Kubernetes Series, Part 4: Running Spark on Kubernetes
Submitting Spark jobs natively to K8s, the Spark Operator, executor resource sizing, and shuffle storage.
Spark’s Kubernetes Support: A Brief History
Apache Spark added native Kubernetes support in version 2.3 (2018). Before Kubernetes, Spark ran on YARN (Hadoop’s resource manager) or Mesos. The native K8s scheduler allows Spark to run directly on any Kubernetes cluster without a middleware layer.

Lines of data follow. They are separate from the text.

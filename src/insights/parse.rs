use std::collections::BTreeMap;

use serde::Deserialize;
use serde_json::{Map, Value};
use tracing::{debug, warn};

use super::error::FetchError;
use super::model::{AnalysisResult, Cluster, ClusterMetadata, Feature, FeatureRef, Insights};

const INSIGHT_KEYS: [&str; 8] = [
    "most_common_requests",
    "top_pain_points",
    "most_engaged_customers",
    "requests_by_category",
    "trends_over_time",
    "requests_by_customer_type",
    "average_priority_score",
    "cluster_insights",
];

const TITLE_KEYS: [&str; 3] = ["Feature Title", "title", "feature_title"];
const DESCRIPTION_KEYS: [&str; 2] = ["Description", "description"];
const PRIORITY_KEYS: [&str; 2] = ["Priority", "priority"];
const CUSTOMER_TYPE_KEYS: [&str; 3] = ["Customer Type", "customer_type", "customerType"];

pub fn parse_analysis_response(raw: &str) -> Result<AnalysisResult, FetchError> {
    let parsed: Value = serde_json::from_str(raw)
        .map_err(|error| FetchError::Decode(format!("invalid JSON: {error}")))?;

    let (cluster_values, object) = match &parsed {
        Value::Array(items) => (items.as_slice(), None),
        Value::Object(object) => {
            let clusters = object
                .get("clusters")
                .and_then(Value::as_array)
                .ok_or_else(|| FetchError::Decode("response has no clusters array".to_owned()))?;
            (clusters.as_slice(), Some(object))
        }
        _ => {
            return Err(FetchError::Decode(
                "expected a JSON object or array".to_owned(),
            ));
        }
    };

    let clusters = cluster_values
        .iter()
        .enumerate()
        .map(|(index, value)| normalize_cluster(index, value))
        .collect::<Vec<_>>();

    let insights = object.and_then(parse_insights);
    let total_features = object
        .and_then(|object| object.get("total_features"))
        .and_then(non_negative_count)
        .unwrap_or_else(|| clusters.iter().map(|cluster| cluster.size).sum());

    Ok(AnalysisResult {
        clusters,
        insights,
        total_features,
    })
}

fn parse_insights(object: &Map<String, Value>) -> Option<Insights> {
    if !object
        .keys()
        .any(|key| INSIGHT_KEYS.contains(&key.as_str()))
    {
        return None;
    }

    let mut insight_fields = object.clone();
    insight_fields.remove("clusters");
    insight_fields.remove("total_features");

    match Insights::deserialize(Value::Object(insight_fields)) {
        Ok(insights) => Some(insights),
        Err(error) => {
            warn!(%error, "ignoring insights block that does not match the expected shape");
            None
        }
    }
}

fn normalize_cluster(index: usize, value: &Value) -> Cluster {
    let empty = Map::new();
    let object = value.as_object().unwrap_or_else(|| {
        warn!(index, "cluster record is not an object; using defaults");
        &empty
    });

    let id = match object.get("id") {
        Some(Value::String(id)) if !id.is_empty() => id.clone(),
        Some(Value::Number(id)) => id.to_string(),
        _ => index.to_string(),
    };

    let theme = object
        .get("theme")
        .and_then(Value::as_str)
        .map(str::trim)
        .filter(|theme| !theme.is_empty())
        .map(str::to_owned)
        .unwrap_or_else(|| format!("Cluster {}", index + 1));

    let features = object
        .get("features")
        .and_then(Value::as_array)
        .map(|items| items.iter().map(normalize_feature_ref).collect::<Vec<_>>())
        .unwrap_or_default();

    let declared_size = object.get("size").and_then(non_negative_count);
    let size = if features.is_empty() {
        declared_size.unwrap_or(0)
    } else {
        let actual = features.len() as u64;
        if declared_size.is_some_and(|declared| declared != actual) {
            debug!(
                cluster = %id,
                declared = declared_size.unwrap_or(0),
                actual,
                "cluster size disagrees with its feature list; using the list length"
            );
        }
        actual
    };

    let metadata = object.get("metadata").and_then(Value::as_object);
    let high_priority_percentage = metadata
        .and_then(|metadata| metadata.get("high_priority_percentage"))
        .and_then(finite_number)
        .unwrap_or(0.0)
        .clamp(0.0, 100.0);
    let coherence_score = metadata
        .and_then(|metadata| metadata.get("coherence_score"))
        .and_then(finite_number);
    let avg_distance = metadata
        .and_then(|metadata| metadata.get("avg_distance"))
        .and_then(finite_number);

    let summary = object
        .get("summary")
        .and_then(Value::as_str)
        .map(str::to_owned);

    Cluster {
        id,
        theme,
        size,
        centroid: coordinate_pair(object.get("centroid")),
        metadata: ClusterMetadata {
            high_priority_percentage,
            coherence_score,
            avg_distance,
        },
        features,
        summary,
    }
}

fn normalize_feature_ref(value: &Value) -> FeatureRef {
    match value.get("feature").and_then(Value::as_object) {
        Some(feature) => FeatureRef {
            feature: normalize_feature(feature),
            coordinates: coordinate_pair(value.get("coordinates")),
        },
        None => FeatureRef {
            feature: value.as_object().map(normalize_feature).unwrap_or_default(),
            coordinates: coordinate_pair(value.get("coordinates")),
        },
    }
}

fn normalize_feature(object: &Map<String, Value>) -> Feature {
    let known = TITLE_KEYS
        .iter()
        .chain(DESCRIPTION_KEYS.iter())
        .chain(PRIORITY_KEYS.iter())
        .chain(CUSTOMER_TYPE_KEYS.iter())
        .copied()
        .chain(["coordinates"])
        .collect::<Vec<_>>();

    let extra = object
        .iter()
        .filter(|(key, _)| !known.contains(&key.as_str()))
        .map(|(key, value)| (key.clone(), value.clone()))
        .collect::<BTreeMap<_, _>>();

    Feature {
        title: pick_text(object, &TITLE_KEYS),
        description: pick_text(object, &DESCRIPTION_KEYS),
        priority: pick_text(object, &PRIORITY_KEYS),
        customer_type: pick_text(object, &CUSTOMER_TYPE_KEYS),
        extra,
    }
}

fn pick_text(object: &Map<String, Value>, keys: &[&str]) -> String {
    keys.iter()
        .find_map(|key| match object.get(*key) {
            Some(Value::String(text)) => Some(text.clone()),
            Some(Value::Number(number)) => Some(number.to_string()),
            _ => None,
        })
        .unwrap_or_default()
}

fn non_negative_count(value: &Value) -> Option<u64> {
    value.as_u64().or_else(|| {
        value
            .as_f64()
            .filter(|number| number.is_finite())
            .map(|number| number.max(0.0).round() as u64)
    })
}

fn finite_number(value: &Value) -> Option<f32> {
    value
        .as_f64()
        .filter(|number| number.is_finite())
        .map(|number| number as f32)
}

fn coordinate_pair(value: Option<&Value>) -> Option<[f32; 2]> {
    let items = value?.as_array()?;
    if items.len() != 2 {
        return None;
    }
    let x = finite_number(&items[0])?;
    let y = finite_number(&items[1])?;
    Some([x, y])
}
// File: crates/sextant-feed/src/dashboard.rs
// Summary: Dashboard actor. Owns the session manager, the forecast renderer and all
// in-flight loads; the UI talks to it through a cloneable handle.
// Notes:
// - Runs on one thread. Panels are not Send, so the actor future is awaited in place
//   (block_on / join!), never spawned.
// - A Load disposes the current session immediately; results of older loads are
//   dropped by the fetch coordinator when they arrive.

use std::collections::BTreeSet;
use std::sync::Arc;
use std::time::Duration;

use futures::future::BoxFuture;
use futures::stream::FuturesUnordered;
use futures::{FutureExt, StreamExt};
use sextant_core::forecast::{ForecastLayout, ForecastStyle};
use sextant_core::gauge::GaugeGeometry;
use sextant_core::{
    BuildError, BuildOptions, ForecastRenderer, ForecastSeries, GaugeRenderer, LayoutSnapshot, OverlayKind,
    PanelDescriptor, PanelKind, Period, RenderError, ResizeCoordinator, SessionId, SessionManager, SessionReport,
    SessionState, Size,
};
use thiserror::Error;
use tokio::sync::{mpsc, oneshot, watch};

use crate::config::SextantConfig;
use crate::coordinator::{FetchCoordinator, LoadOutcome, Loaded};
use crate::payload::{ForecastPayload, ForecastSummary, MarketPayload, TradeSignal};
use crate::transport::Transport;

/// What the UI shows while the dashboard works.
#[derive(Clone, Debug, Default, PartialEq)]
pub enum Status {
    #[default]
    Idle,
    Loading { symbol: String, period: Period },
    Ready { symbol: String, period: Period, session: SessionId, panels: usize, rejected: usize },
    Failed { message: String, retryable: bool },
}

/// Latest rendered forecast for the loaded symbol.
#[derive(Clone, Debug, PartialEq)]
pub struct ForecastView {
    pub symbol: String,
    pub series: ForecastSeries,
    pub summary: ForecastSummary,
    pub signal: Option<TradeSignal>,
    pub layout: ForecastLayout,
    pub gauge: GaugeGeometry,
    pub png: Vec<u8>,
    pub gauge_png: Vec<u8>,
}

#[derive(Debug, Error)]
pub enum DashboardError {
    #[error("dashboard has shut down")]
    Closed,
    #[error("no live session")]
    NoSession,
    #[error(transparent)]
    Render(#[from] RenderError),
}

pub type PanelImages = Vec<(PanelKind, Vec<u8>)>;

#[derive(Debug)]
pub enum Command {
    Load { symbol: String, period: Period },
    SetOverlay { kind: OverlayKind, enabled: bool },
    Teardown,
    Inspect(oneshot::Sender<Option<SessionReport>>),
    ExportPng(oneshot::Sender<Result<PanelImages, DashboardError>>),
    Shutdown,
}

/// Everything the actor needs besides a transport and a layout source.
#[derive(Clone, Debug)]
pub struct DashboardSettings {
    pub descriptors: Vec<PanelDescriptor>,
    pub build_options: BuildOptions,
    pub settle_delay: Duration,
    pub forecast_style: ForecastStyle,
    pub gauge_size: Size,
}

impl DashboardSettings {
    pub fn from_config(config: &SextantConfig) -> Self {
        Self {
            descriptors: config.panels.descriptors(),
            build_options: config.panels.build_options(),
            settle_delay: config.panels.settle_delay(),
            forecast_style: config.forecast.style(&config.panels.theme),
            gauge_size: config.forecast.gauge_size(),
        }
    }

    /// Turn text rendering off everywhere (tests, golden images).
    pub fn without_labels(mut self) -> Self {
        self.build_options.draw_labels = false;
        self.forecast_style.draw_labels = false;
        self
    }
}

#[derive(Clone)]
pub struct DashboardHandle {
    tx: mpsc::UnboundedSender<Command>,
    status: watch::Receiver<Status>,
    forecast: watch::Receiver<Option<Arc<ForecastView>>>,
}

impl DashboardHandle {
    fn send(&self, cmd: Command) -> Result<(), DashboardError> {
        self.tx.send(cmd).map_err(|_| DashboardError::Closed)
    }

    pub fn load(&self, symbol: impl Into<String>, period: Period) -> Result<(), DashboardError> {
        self.send(Command::Load { symbol: symbol.into(), period })
    }

    pub fn set_overlay(&self, kind: OverlayKind, enabled: bool) -> Result<(), DashboardError> {
        self.send(Command::SetOverlay { kind, enabled })
    }

    pub fn teardown(&self) -> Result<(), DashboardError> {
        self.send(Command::Teardown)
    }

    pub fn shutdown(&self) -> Result<(), DashboardError> {
        self.send(Command::Shutdown)
    }

    pub async fn inspect(&self) -> Result<Option<SessionReport>, DashboardError> {
        let (tx, rx) = oneshot::channel();
        self.send(Command::Inspect(tx))?;
        rx.await.map_err(|_| DashboardError::Closed)
    }

    pub async fn export_png(&self) -> Result<PanelImages, DashboardError> {
        let (tx, rx) = oneshot::channel();
        self.send(Command::ExportPng(tx))?;
        rx.await.map_err(|_| DashboardError::Closed)?
    }

    pub fn status(&self) -> Status {
        self.status.borrow().clone()
    }

    pub fn subscribe_status(&self) -> watch::Receiver<Status> {
        self.status.clone()
    }

    /// Wait until the status satisfies `pred`.
    pub async fn wait_for(&self, mut pred: impl FnMut(&Status) -> bool) -> Result<Status, DashboardError> {
        let mut rx = self.status.clone();
        let status = rx.wait_for(|s| pred(s)).await.map_err(|_| DashboardError::Closed)?;
        Ok(status.clone())
    }

    /// Wait until a load settles, successfully or not.
    pub async fn wait_settled(&self) -> Result<Status, DashboardError> {
        self.wait_for(|s| matches!(s, Status::Ready { .. } | Status::Failed { .. })).await
    }

    pub fn forecast(&self) -> Option<Arc<ForecastView>> {
        self.forecast.borrow().clone()
    }

    pub fn subscribe_forecast(&self) -> watch::Receiver<Option<Arc<ForecastView>>> {
        self.forecast.clone()
    }
}

enum Fetched {
    Market(Loaded<MarketPayload>),
    Forecast(Loaded<ForecastPayload>),
}

pub struct Dashboard<T: Transport> {
    transport: Arc<T>,
    coordinator: FetchCoordinator,
    manager: SessionManager,
    layout: watch::Receiver<LayoutSnapshot>,
    resize: Option<ResizeCoordinator>,
    overlays: BTreeSet<OverlayKind>,
    forecast_renderer: ForecastRenderer,
    gauge_renderer: GaugeRenderer,
    inflight: FuturesUnordered<BoxFuture<'static, Fetched>>,
    commands: mpsc::UnboundedReceiver<Command>,
    status: watch::Sender<Status>,
    forecast: watch::Sender<Option<Arc<ForecastView>>>,
    rejected: usize,
}

impl<T: Transport> Dashboard<T> {
    pub fn new(
        transport: Arc<T>,
        layout: watch::Receiver<LayoutSnapshot>,
        settings: DashboardSettings,
    ) -> Result<(Self, DashboardHandle), RenderError> {
        let draw_labels = settings.forecast_style.draw_labels;
        let theme = settings.forecast_style.theme;
        let forecast_renderer = ForecastRenderer::new(settings.forecast_style)?;
        let gauge_renderer = GaugeRenderer::new(settings.gauge_size, theme, draw_labels)?;
        let overlays = settings.build_options.overlays.clone();
        let manager = SessionManager::new(settings.descriptors, settings.build_options, settings.settle_delay);

        let (tx, commands) = mpsc::unbounded_channel();
        let (status, status_rx) = watch::channel(Status::Idle);
        let (forecast, forecast_rx) = watch::channel(None);
        let dashboard = Self {
            transport,
            coordinator: FetchCoordinator::new(),
            manager,
            layout,
            resize: None,
            overlays,
            forecast_renderer,
            gauge_renderer,
            inflight: FuturesUnordered::new(),
            commands,
            status,
            forecast,
            rejected: 0,
        };
        Ok((dashboard, DashboardHandle { tx, status: status_rx, forecast: forecast_rx }))
    }

    /// Process commands, load results, settle timers and layout changes until
    /// shutdown or until every handle is dropped.
    pub async fn run(mut self) {
        tracing::debug!("dashboard running");
        loop {
            tokio::select! {
                cmd = self.commands.recv() => match cmd {
                    Some(Command::Shutdown) | None => break,
                    Some(cmd) => self.handle(cmd),
                },
                Some(fetched) = self.inflight.next(), if !self.inflight.is_empty() => self.on_fetched(fetched),
                _ = self.manager.settled(), if self.manager.has_pending_build() => self.on_settled(),
                layout = next_layout(&mut self.resize), if self.resize.is_some() => self.on_layout(layout),
            }
        }
        self.manager.dispose();
        tracing::debug!("dashboard stopped");
    }

    fn handle(&mut self, cmd: Command) {
        match cmd {
            Command::Load { symbol, period } => self.load(symbol, period),
            Command::SetOverlay { kind, enabled } => {
                if enabled {
                    self.overlays.insert(kind);
                } else {
                    self.overlays.remove(&kind);
                }
                if self.manager.set_overlay(kind, enabled) {
                    tracing::debug!(?kind, enabled, "overlay toggled");
                }
            }
            Command::Teardown => {
                self.coordinator.invalidate();
                self.release();
                self.forecast.send_replace(None);
                self.status.send_replace(Status::Idle);
            }
            Command::Inspect(reply) => {
                let live = self.manager.session().filter(|s| s.state() == SessionState::Live);
                let _ = reply.send(live.map(|s| s.report()));
            }
            Command::ExportPng(reply) => {
                let _ = reply.send(self.export_png());
            }
            Command::Shutdown => {}
        }
    }

    fn load(&mut self, symbol: String, period: Period) {
        tracing::info!(%symbol, %period, "load requested");
        // the old session goes away now, not when the new data shows up
        self.release();
        self.forecast.send_replace(None);
        let ticket = self.coordinator.begin(symbol.clone(), period);
        let market = self.transport.market(&symbol, period);
        let forecast = self.transport.forecast(&symbol);
        self.inflight.push(self.coordinator.load(ticket.clone(), market).map(Fetched::Market).boxed());
        self.inflight.push(self.coordinator.load(ticket, forecast).map(Fetched::Forecast).boxed());
        self.status.send_replace(Status::Loading { symbol, period });
    }

    fn release(&mut self) {
        self.resize = None;
        self.manager.dispose();
    }

    fn on_fetched(&mut self, fetched: Fetched) {
        match fetched {
            Fetched::Market(loaded) => match self.coordinator.resolve(loaded) {
                LoadOutcome::Stale { .. } => {}
                LoadOutcome::Failed { ticket, error } => {
                    tracing::error!(symbol = %ticket.symbol, error = %error, "market data request failed");
                    self.status.send_replace(Status::Failed {
                        message: format!("could not load {}: {error}", ticket.symbol),
                        retryable: error.is_retryable(),
                    });
                }
                LoadOutcome::Fresh { ticket, value } => match value.into_snapshot(ticket.period) {
                    Ok(snapshot) => {
                        self.rejected = snapshot.ohlc.rejected;
                        self.manager.begin(snapshot, self.overlays.clone());
                    }
                    Err(e) => {
                        tracing::error!(symbol = %ticket.symbol, error = %e, "market data unusable");
                        self.status.send_replace(Status::Failed { message: format!("{}: {e}", ticket.symbol), retryable: false });
                    }
                },
            },
            Fetched::Forecast(loaded) => match self.coordinator.resolve(loaded) {
                LoadOutcome::Stale { .. } => {}
                LoadOutcome::Failed { ticket, error } => {
                    tracing::warn!(symbol = %ticket.symbol, error = %error, "forecast unavailable");
                }
                LoadOutcome::Fresh { ticket, value } => match self.render_forecast(&ticket.symbol, value) {
                    Ok(view) => {
                        self.forecast.send_replace(Some(Arc::new(view)));
                    }
                    Err(e) => tracing::warn!(symbol = %ticket.symbol, error = %e, "forecast render failed"),
                },
            },
        }
    }

    fn render_forecast(&mut self, symbol: &str, payload: ForecastPayload) -> Result<ForecastView, RenderError> {
        let series = payload.series();
        let layout = self.forecast_renderer.draw(&series);
        let png = self.forecast_renderer.render_to_png_bytes()?;
        let gauge = self.gauge_renderer.draw(payload.gauge_score());
        let gauge_png = self.gauge_renderer.render_to_png_bytes()?;
        Ok(ForecastView {
            symbol: symbol.to_string(),
            series,
            summary: payload.summary,
            signal: payload.signal,
            layout,
            gauge,
            png,
            gauge_png,
        })
    }

    fn on_settled(&mut self) {
        let layout = self.layout.borrow().clone();
        match self.manager.build(&layout) {
            Ok(id) => {
                self.resize = Some(ResizeCoordinator::from_receiver(self.layout.clone(), id));
                let Some(session) = self.manager.session() else { return };
                self.status.send_replace(Status::Ready {
                    symbol: session.symbol().to_string(),
                    period: session.period(),
                    session: id,
                    panels: session.panels().len(),
                    rejected: self.rejected,
                });
            }
            Err(BuildError::NoPendingSession) => {}
            Err(e) => {
                tracing::error!(error = %e, "session build failed");
                self.status.send_replace(Status::Failed { message: e.to_string(), retryable: false });
            }
        }
    }

    fn on_layout(&mut self, layout: Option<LayoutSnapshot>) {
        let Some(resize) = &self.resize else { return };
        match layout {
            Some(layout) => {
                resize.reflow(&mut self.manager, &layout);
            }
            None => {
                tracing::debug!("layout source closed; resize tracking stopped");
                self.resize = None;
            }
        }
    }

    fn export_png(&mut self) -> Result<PanelImages, DashboardError> {
        let id = self.manager.session().map(|s| s.id()).ok_or(DashboardError::NoSession)?;
        let session = self.manager.live_session_mut(id).ok_or(DashboardError::NoSession)?;
        Ok(session.export_png()?)
    }
}

async fn next_layout(resize: &mut Option<ResizeCoordinator>) -> Option<LayoutSnapshot> {
    match resize {
        Some(r) => r.changed().await,
        None => std::future::pending().await,
    }
}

Spark’s architecture maps naturally to Kubernetes:
- Driver — the coordinator process running as a Kubernetes Pod
- Executors — worker processes running as separate Kubernetes Pods
- kubelet — acts as the task launcher, creating executor Pods on demand
When you submit a Spark job to a K8s cluster, the driver creates a Pod, then requests the Kubernetes scheduler to launch executor Pods with specific resource requirements.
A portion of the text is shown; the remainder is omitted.